▶ _PROBLEM DETAILS_: Exactly as they appear, set down all of the records.

▶ _ENTRIES SUPPLIED_:
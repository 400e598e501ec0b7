//! # quillpost
//!
//! A library and CLI tool for writing blog posts as plain text files with
//! syntax-highlighted code and captured shell output, rendered to compact
//! HTML and published to Blogger.
//!
//! ## Features
//!
//! - Source documents with `name: value` headers, a `---` line, then the body
//! - `{% code "lang", [2, 3] %}...{% endcode %}` highlighted code blocks
//! - `{% shell ["cmd", "arg"] %}stdin{% endshell %}` captured command output
//! - `{{ var }}`, `{# comments #}`, `{% include "file" %}` and `{% raw %}`
//! - Newlines removed outside `<pre>`/`<code>` regions
//! - Create-or-update publishing through the Blogger v3 API
//!
//! ## Usage
//!
//! ### As a Library
//!
//! ```no_run
//! use quillpost::{Destination, ExpanderConfig, assemble, render_source};
//!
//! let source = "title: Hello\n---\n<p>Today:</p>\n{% shell 'date' %}{% endshell %}\n";
//! let config = ExpanderConfig::default();
//!
//! match render_source(source, &config)
//!     .and_then(|doc| assemble(doc.headers, &doc.body, None, Destination::Local, &config))
//! {
//!     Ok(artifact) => println!("{}", artifact.body),
//!     Err(e) => eprintln!("Error: {}", e),
//! }
//! ```
//!
//! ### As a CLI Tool
//!
//! ```bash
//! # Render a post to stdout
//! quillpost render post.txt
//!
//! # Render inside a base template
//! quillpost render post.txt -t base.html
//!
//! # Publish as a draft, replacing an earlier version
//! quillpost post post.txt -b "My Blog" --draft --update
//! ```

pub mod assemble;
pub mod blogger;
pub mod config;
pub mod directive;
pub mod document;
pub mod error;
pub mod fs_utils;
pub mod highlight;
pub mod normalize;
pub mod publish;
pub mod render;
pub mod shell;
pub mod template;

// Re-export main types and functions for convenience
pub use assemble::{Destination, RenderedArtifact, assemble};
pub use blogger::{Blog, BlogService, BloggerClient, PostHandle, PostSummary};
pub use config::RcConfig;
pub use document::{HeaderMap, split};
pub use error::{QuillError, Result};
pub use highlight::Highlighter;
pub use normalize::normalize;
pub use publish::{PublishAction, PublishOptions, PublishOutcome, find_blog, publish};
pub use render::{RenderedDocument, render_file, render_source};
pub use template::{ExpanderConfig, Variables, expand};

▶ _TASK RESULT_:
repository 400e598e501ec0b7
//! # quillpost
//!
//! A library and CLI tool for writing blog posts as plain text files with
//! syntax-highlighted code and captured shell output, rendered to compact
//! HTML and published to Blogger.
//!
//! ## Features
//!
//! - Source documents with `name: value` headers, a `---` line, then the body
//! - `{% code "lang", [2, 3] %}...{% endcode %}` highlighted code blocks
//! - `{% shell ["cmd", "arg"] %}stdin{% endshell %}` captured command output
//! - `{{ var }}`, `{# comments #}`, `{% include "file" %}` and `{% raw %}`
//! - Newlines removed outside `<pre>`/`<code>` regions
//! - Create-or-update publishing through the Blogger v3 API
//!
//! ## Usage
//!
//! ### As a Library
//!
//! ```no_run
//! use quillpost::{Destination, ExpanderConfig, assemble, render_source};
//!
//! let source = "title: Hello\n---\n<p>Today:</p>\n{% shell 'date' %}{% endshell %}\n";
//! let config = ExpanderConfig::default();
//!
//! match render_source(source, &config)
//!     .and_then(|doc| assemble(doc.headers, &doc.body, None, Destination::Local, &config))
//! {
//!     Ok(artifact) => println!("{}", artifact.body),
//!     Err(e) => eprintln!("Error: {}", e),
//! }
//! ```
//!
//! ### As a CLI Tool
//!
//! ```bash
//! # Render a post to stdout
//! quillpost render post.txt
//!
//! # Render inside a base template
//! quillpost render post.txt -t base.html
//!
//! # Publish as a draft, replacing an earlier version
//! quillpost post post.txt -b "My Blog" --draft --update
//! ```

pub mod assemble;
pub mod blogger;
pub mod config;
pub mod directive;
pub mod document;
pub mod error;
pub mod fs_utils;
pub mod highlight;
pub mod normalize;
pub mod publish;
pub mod render;
pub mod shell;
pub mod template;

// Re-export main types and functions for convenience
pub use assemble::{Destination, RenderedArtifact, assemble};
pub use blogger::{Blog, BlogService, BloggerClient, PostHandle, PostSummary};
pub use config::RcConfig;
pub use document::{HeaderMap, split};
pub use error::{QuillError, Result};
pub use highlight::Highlighter;
pub use normalize::normalize;
pub use publish::{PublishAction, PublishOptions, PublishOutcome, find_blog, publish};
pub use render::{RenderedDocument, render_file, render_source};
pub use template::{ExpanderConfig, Variables, expand};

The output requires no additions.